Site information
- Type: Military School
- Owner: Uganda People's Defence Force
- Controlled by: UPDF
- Open to the public: Not yet

Location
- National Defence College, Uganda Location of National Defence College, Uganda, in Njeru.
- Coordinates: 00°26′06″N 33°10′23″E﻿ / ﻿0.43500°N 33.17306°E

Site history
- Built: July 2021
- Built by: Uganda People's Defence Force Engineers
- In use: Since December 2021
- Fate: Operational

Garrison information
- Current commander: Brigadier General Alex Opolot Olupot
- Past commanders: Major General Francis Okello

Airfield information
- Elevation: 1,140 m (3,740 ft) AMSL

= National Defence College, Uganda =

Ugandan military school

National Defence College, Uganda is a National Security and Strategic Studies training and educational institution in Uganda.

==Location==
The college is located in Njeru, in Buikwe District. This is near the city of Jinja, approximately 81 km, by road, east of Kampala, Uganda's capital and largest city.

==Overview==
The Defence College is expected to produce graduates in strategic leadership to government on national and international security matters. It is intended to be an institute of excellence on defence, security and national development.

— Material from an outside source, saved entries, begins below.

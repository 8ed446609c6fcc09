//! Reflector：失败尝试的自我反思
//!
//! 用一次辅助模型调用把失败尝试（步骤、观察、最终输出）总结为 2-4 句反思，供下一次尝试参考。
//! 该调用同样计入当前运行的遥测（CallKind::Reflection）。模型调用失败或返回空白时退回静态反思。

use std::sync::Arc;

use crate::core::RunContext;
use crate::llm::LlmClient;
use crate::memory::Message;
use crate::observability::{metered_complete, CallKind};
use crate::react::loop_::LoopOutcome;
use crate::react::prompts;

pub struct Reflector {
    llm: Arc<dyn LlmClient>,
}

impl Reflector {
    pub fn new(llm: Arc<dyn LlmClient>) -> Self {
        Self { llm }
    }

    pub async fn reflect(
        &self,
        task: &str,
        attempt: usize,
        outcome: &LoopOutcome,
        ctx: &mut RunContext,
    ) -> String {
        let prompt = prompts::reflection_prompt(
            task,
            attempt,
            &outcome.trace,
            &outcome.final_output,
            outcome.termination.as_str(),
        );
        let messages = vec![Message::user(prompt)];
        match metered_complete(self.llm.as_ref(), &messages, CallKind::Reflection, &mut ctx.telemetry).await {
            Ok((response, _)) if !response.content.trim().is_empty() => {
                let text = response.content.trim();
                text.strip_prefix("REFLECTION:").unwrap_or(text).trim().to_string()
            }
            Ok(_) => fallback_reflection(attempt, outcome),
            Err(e) => {
                tracing::warn!(attempt, error = %e, "reflection call failed, using fallback");
                fallback_reflection(attempt, outcome)
            }
        }
    }
}

/// 不依赖模型的反思：列出失败步骤与终止原因
pub fn fallback_reflection(attempt: usize, outcome: &LoopOutcome) -> String {
    let failed: Vec<String> = outcome
        .trace
        .failed_steps()
        .map(|s| format!("{} ({})", s.action_name, s.result.observation))
        .collect();
    let mut text = format!(
        "Attempt {} ended with {} after {} steps.",
        attempt,
        outcome.termination,
        outcome.trace.len()
    );
    if !failed.is_empty() {
        text.push_str(&format!(" Failed steps: {}.", failed.join("; ")));
    }
    text.push_str(" Next time use only listed actions with their exact arguments and follow the hints in the observations.");
    text
}

/// 尝试本身报错（如模型不可用）时的反思
pub fn error_reflection(attempt: usize, error: &str) -> String {
    format!(
        "Attempt {attempt} failed with error: {error}. Next time make sure to use the correct format and only the available actions."
    )
}

#[cfg(test)]
mod tests {
    use super::*;
    use crate::actions::ActionResult;
    use crate::core::Trace;
    use crate::llm::MockLlmClient;
    use crate::react::TerminationReason;
    use serde_json::Map;

    fn failed_outcome() -> LoopOutcome {
        let mut trace = Trace::new();
        trace.push("find_person", Map::new(), ActionResult::fail("Failure: nobody here"), None);
        LoopOutcome {
            trace,
            final_output: String::new(),
            termination: TerminationReason::BudgetExceeded,
            iterations: 3,
        }
    }

    #[tokio::test]
    async fn test_reflection_is_metered() {
        let mock = Arc::new(MockLlmClient::scripted(["REFLECTION: go to the living room first."]));
        let reflector = Reflector::new(mock.clone());
        let mut ctx = RunContext::new();
        let text = reflector.reflect("find Tomas", 1, &failed_outcome(), &mut ctx).await;
        assert_eq!(text, "go to the living room first.");
        let summary = ctx.telemetry.summary();
        assert_eq!(summary.call_count, 1);
        assert_eq!(summary.detail[0].kind, CallKind::Reflection);
        assert!(mock.prompts()[0][0].content.contains("[failed] find_person"));
    }

    #[tokio::test]
    async fn test_fallback_on_error() {
        let mock = MockLlmClient::new();
        mock.push_error("rate limited");
        let reflector = Reflector::new(Arc::new(mock));
        let mut ctx = RunContext::new();
        let text = reflector.reflect("find Tomas", 2, &failed_outcome(), &mut ctx).await;
        assert!(text.starts_with("Attempt 2 ended with budget exceeded after 1 steps."));
        assert!(text.contains("find_person (Failure: nobody here)"));
        assert_eq!(ctx.telemetry.summary().call_count, 0);
    }

    #[test]
    fn test_error_reflection() {
        assert!(error_reflection(1, "boom").starts_with("Attempt 1 failed with error: boom."));
    }
}
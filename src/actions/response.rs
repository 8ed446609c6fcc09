//! 动作结果与提供方响应形态
//!
//! 提供方可能返回布尔、审批字符串、带 approved 字段的记录、单值载荷或已成形的结果。
//! 每种形态只有一个成功判定与一个字符串化规则；"Success:" / "Failure:" 前缀只在适配边界生成一次，
//! 下游只看 `ok` 字段，从不重新解析 observation。

use serde::{Deserialize, Serialize};
use serde_json::{Map, Value};

/// 审批类提供方的成功令牌
pub const APPROVAL_TOKEN: &str = "approved";

/// 统一的动作结果；每次调用新建，返回后不再修改
#[derive(Debug, Clone, PartialEq, Serialize, Deserialize)]
pub struct ActionResult {
    pub ok: bool,
    pub observation: String,
    #[serde(default)]
    pub data: Map<String, Value>,
}

impl ActionResult {
    pub fn ok(observation: impl Into<String>) -> Self {
        Self {
            ok: true,
            observation: observation.into(),
            data: Map::new(),
        }
    }

    pub fn fail(observation: impl Into<String>) -> Self {
        Self {
            ok: false,
            observation: observation.into(),
            data: Map::new(),
        }
    }

    pub fn with_data(mut self, key: impl Into<String>, value: impl Into<Value>) -> Self {
        self.data.insert(key.into(), value.into());
        self
    }
}

/// 提供方原始响应的封闭形态集合
#[derive(Debug, Clone, PartialEq)]
pub enum ResponseShape {
    /// 布尔：true 即成功
    Flag(bool),
    /// 字符串：等于审批令牌即成功
    Token(String),
    /// 记录：`approved` 为 true 或 "approved" 即成功；`message` 字段（若有）作为描述
    Record(Map<String, Value>),
    /// 单值载荷（深度、识别文本等）：有非空值即成功
    Payload { field: String, value: Option<Value> },
    /// 已成形的结果，原样透传
    Shaped(ActionResult),
}

impl ResponseShape {
    pub fn record(value: Value) -> Self {
        match value {
            Value::Object(map) => ResponseShape::Record(map),
            other => {
                let mut map = Map::new();
                map.insert("value".into(), other);
                ResponseShape::Record(map)
            }
        }
    }

    pub fn payload(field: impl Into<String>, value: Option<Value>) -> Self {
        ResponseShape::Payload {
            field: field.into(),
            value,
        }
    }

    /// 成功判定
    pub fn is_ok(&self) -> bool {
        match self {
            ResponseShape::Flag(b) => *b,
            ResponseShape::Token(t) => t.trim() == APPROVAL_TOKEN,
            ResponseShape::Record(map) => match map.get("approved") {
                Some(Value::Bool(b)) => *b,
                Some(Value::String(s)) => s == APPROVAL_TOKEN,
                _ => false,
            },
            ResponseShape::Payload { value, .. } => match value {
                None | Some(Value::Null) => false,
                Some(Value::String(s)) => !s.trim().is_empty(),
                Some(_) => true,
            },
            ResponseShape::Shaped(r) => r.ok,
        }
    }

    /// 字符串化（不带成功/失败前缀）
    pub fn stringify(&self) -> String {
        match self {
            ResponseShape::Flag(b) => b.to_string(),
            ResponseShape::Token(t) => t.clone(),
            ResponseShape::Record(map) => match map.get("message").and_then(Value::as_str) {
                Some(msg) => msg.to_string(),
                None => Value::Object(map.clone()).to_string(),
            },
            ResponseShape::Payload { field, value } => match value {
                Some(Value::String(s)) if !s.trim().is_empty() => s.clone(),
                Some(Value::String(_)) | Some(Value::Null) | None => format!("no {field}"),
                Some(v) => v.to_string(),
            },
            ResponseShape::Shaped(r) => r.observation.clone(),
        }
    }

    /// 默认适配：按判定加前缀，记录/载荷写入 data
    pub fn into_result(self) -> ActionResult {
        if let ResponseShape::Shaped(r) = self {
            return r;
        }
        let ok = self.is_ok();
        let text = self.stringify();
        let observation = if ok {
            format!("Success: {text}")
        } else {
            format!("Failure: {text}")
        };
        let data = match self {
            ResponseShape::Record(map) => map,
            ResponseShape::Payload {
                field,
                value: Some(v),
            } => {
                let mut map = Map::new();
                map.insert(field, v);
                map
            }
            _ => Map::new(),
        };
        ActionResult {
            ok,
            observation,
            data,
        }
    }
}
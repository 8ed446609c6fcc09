//! benchbot - 机器人任务执行策略基准
//!
//! 模块划分：
//! - **actions**: 动作规格、响应形态归一化、动作注册表、模拟机器人动作目录
//! - **agent**: 单任务运行时（ReAct / Plan-and-Execute / Reflexion / Reference）与 TaskResult
//! - **bench**: 任务集、串行基准运行器、鲁棒性扰动、汇总报表
//! - **config**: 应用配置加载（TOML + 环境变量）
//! - **core**: 错误与恢复、执行轨迹、任务级运行上下文
//! - **evaluation**: 结果分类器与任务分类法
//! - **llm**: LLM 客户端抽象与实现（OpenAI 兼容（含 DeepSeek 预设）/ Mock）
//! - **memory**: 对话消息与反思记忆
//! - **observability**: 日志初始化、遥测、模型调用计量
//! - **plan**: 先规划后执行策略
//! - **react**: 推理循环、失败反思、反思重试控制器、示例检索与逐步反思
//! - **world**: 世界状态与环境协作方

pub mod actions;
pub mod agent;
pub mod bench;
pub mod config;
pub mod core;
pub mod evaluation;
pub mod llm;
pub mod memory;
pub mod observability;
pub mod plan;
pub mod react;
pub mod world;

pub use agent::{BenchAgent, Strategy, TaskDescriptor, TaskResult};
pub use bench::{BenchReport, BenchRunner, TaskSuite};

In September 2018, the Ugandan Chief of Defence Forces, General David Muhoozi, established a committee to spearhead the establishment of the defence college in 2019. The committee was chaired by Lieutenant General Nakibus Lakara, the Commander of the Uganda Rapid Deployment Capability Centre (URDCC), based in Jinja. Lydia Wanyoto, a Ugandan lawyer, politician and diplomat, was one of the committee members.

According to the army commander, the National Defence College will offer training to civilians, military, national security professionals and future leaders. The training is intended to educate the students about the strategic security environment and the management of complexities at a strategic level. At this time, the UPDF has a sufficient number of senior officers, with the requisite knowledge, experience and background information to become instructors at the defence college.

The NDCU admitted its first cohort of students, numbering about 20, in January 2022. The students are first-star generals (Brigadier), senior military commanders (Colonel) and high ranking government personnel.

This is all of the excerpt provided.